Stephanie Caillabet is a 40-year-old special-effects artist, wig maker, and owner of Art of Wigs, a custom medical wigs company in Dripping Springs. Growing up in Kingwood, north of Houston, her mom gave her a book on theater makeup application that inspired her to make fake blood for Halloween, “because it was fun to scare people.” After high school she studied at London’s Greasepaint Makeup School and earned a bachelor’s degree from the University of North Carolina School of the Arts with an emphasis on wig making and makeup application. She created hobbit hair for The Lord of the Rings, built dead bodies for the TV series Six Feet Under and constructed muppets for Jim Henson.

“Between my junior and senior year of college I went to Los Angeles. I knew one person in the industry and I called him on July 4 when nobody else wanted to work. I never stopped working after that. I lived in L.A. for almost 10 years and learned from the masters. Eventually my husband and I decided we wanted to have kids, and you can’t be pregnant in the shops—it’s too toxic. So I got a job as a character makeup teacher and did random jobs on the side while pregnant. My daughter’s nursery at one point had four half-human zombies hanging above her crib, just like a mobile. When you take your work home with you that’s what you get.

“We eventually moved back to Austin. I had a 4-month-old baby and a 2-year-old, I was ready to retire. But then I got a call from my friend who said she had a student whose hairdresser had a client named Andrea McWilliams, who is a pretty well-known lobbyist. I didn’t know her from Adam, but she needed a wig. Well, this woman calls me and said, ‘I need you to build a wig for me because I’m pregnant and I have cancer, and I don’t want anybody to know I have cancer because I’m a lobbyist. It’s hard enough in this boys’ world out here, especially now being pregnant, too.’ So I said OK. I built her wig in two weeks, just slammed it out, nine hours a day. When I put that wig on her, she looked in the mirror and grabbed her husband’s hand and said, ‘I think I can do this. I didn’t think I could do this until now, but I can do this.’ She looked at me and I thought, ‘Oh, wait a minute, what I do is freakin’ awesome. I can’t quit.’

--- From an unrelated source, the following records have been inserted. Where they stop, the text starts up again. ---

//! Deriving segment layouts from a plan's sources.
//!
//! Every source in a plan must cover the same row domain; a scan contributes
//! its manifest's segment boundaries, a range only its length. When a scan is
//! present its on-disk boundaries win (workers then start on block-aligned
//! rows); otherwise rows are split evenly across workers.

use quarry_codec::manifest::TableManifest;
use quarry_core::error::{Error, Result};
use quarry_operators::SegmentSpec;
use quarry_plan::{NodeRef, OperatorKind};

/// The common row domain of a plan's sources.
#[derive(Debug, Clone, Default)]
pub struct SourceDomain {
    pub num_rows: Option<u64>,
    /// Per-segment row counts from a scanned table, if any.
    pub segment_rows: Option<Vec<u64>>,
}

pub fn source_domain(plan: &NodeRef) -> Result<SourceDomain> {
    let mut domain = SourceDomain::default();
    collect(plan, &mut domain)?;
    Ok(domain)
}

fn collect(node: &NodeRef, domain: &mut SourceDomain) -> Result<()> {
    match node.kind() {
        OperatorKind::Range => {
            let rows = (node.int_param("end")? - node.int_param("start")?).max(0) as u64;
            merge_length(domain, rows)?;
        }
        OperatorKind::Scan => {
            let manifest = TableManifest::load(node.str_param("manifest")?)?;
            merge_length(domain, manifest.num_rows)?;
            match &domain.segment_rows {
                None => domain.segment_rows = Some(manifest.segment_rows.clone()),
                Some(existing) if *existing == manifest.segment_rows => {}
                Some(_) => {
                    // Two scans with different layouts; fall back to even
                    // splitting over the (already verified) common length.
                    domain.segment_rows = Some(vec![]);
                }
            }
        }
        _ => {}
    }
    for input in node.inputs() {
        collect(input, domain)?;
    }
    Ok(())
}

fn merge_length(domain: &mut SourceDomain, rows: u64) -> Result<()> {
    match domain.num_rows {
        None => {
            domain.num_rows = Some(rows);
            Ok(())
        }
        Some(existing) if existing == rows => Ok(()),
        Some(existing) => Err(Error::Shape(format!(
            "plan sources cover different row domains ({existing} vs {rows})"
        ))),
    }
}

/// Build the segment list for `domain`, targeting `workers` parallel tasks.
pub fn plan_segments(domain: &SourceDomain, workers: usize) -> Vec<SegmentSpec> {
    let num_rows = domain.num_rows.unwrap_or(0);
    if num_rows == 0 {
        return vec![SegmentSpec::whole(0)];
    }

    if let Some(rows) = &domain.segment_rows {
        if rows.len() > 1 {
            let mut specs = Vec::with_capacity(rows.len());
            let mut begin = 0u64;
            for (index, &count) in rows.iter().enumerate() {
                specs.push(SegmentSpec {
                    index,
                    num_segments: rows.len(),
                    row_begin: begin,
                    row_end: begin + count,
                });
                begin += count;
            }
            return specs;
        }
    }

    let workers = workers.max(1).min(num_rows as usize);
    let base = num_rows / workers as u64;
    let extra = num_rows % workers as u64;
    let mut specs = Vec::with_capacity(workers);
    let mut begin = 0u64;
    for index in 0..workers {
        let count = base + u64::from((index as u64) < extra);
        specs.push(SegmentSpec {
            index,
            num_segments: workers,
            row_begin: begin,
            row_end: begin + count,
        });
        begin += count;
    }
    specs
}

“Now I’m hooked, building medical wigs for my clients, some that come in here with alopecia when they’re just 16 years old. They don’t think they can have boyfriends, they’re stressed out at school. I put a topper [partial wig] on them and it’s just, ‘oh my gosh,’ because their whole life changes.

“I only make custom wigs from real hair. I used to get four donations a month and now I get 10 a week. It’s madness. They come from everywhere. I just had a woman from Australia send me her hair. I will ship off samples to a company so they can match it. Then I can buy the rest in bulk, because it takes 10 ounces of hair to build a wig and about 100 hours, from making the cap to tying all the hairs, one by one, just like a latch-hook rug.

“I love that random hair, I love that split end. If you’re looking at someone and you see a gray hair in the top of their wig, it’s not a wig anymore. I try to make sure it looks like that person. Maybe you had a cowlick in the front of your forehead that used to drive you crazy but if you don’t have that, it won’t make you feel like yourself. We’re going to put a damn cowlick in there, because when you feel crummy you want to look in the mirror and see your old self, not your sick self.”

Interview has been edited and condensed.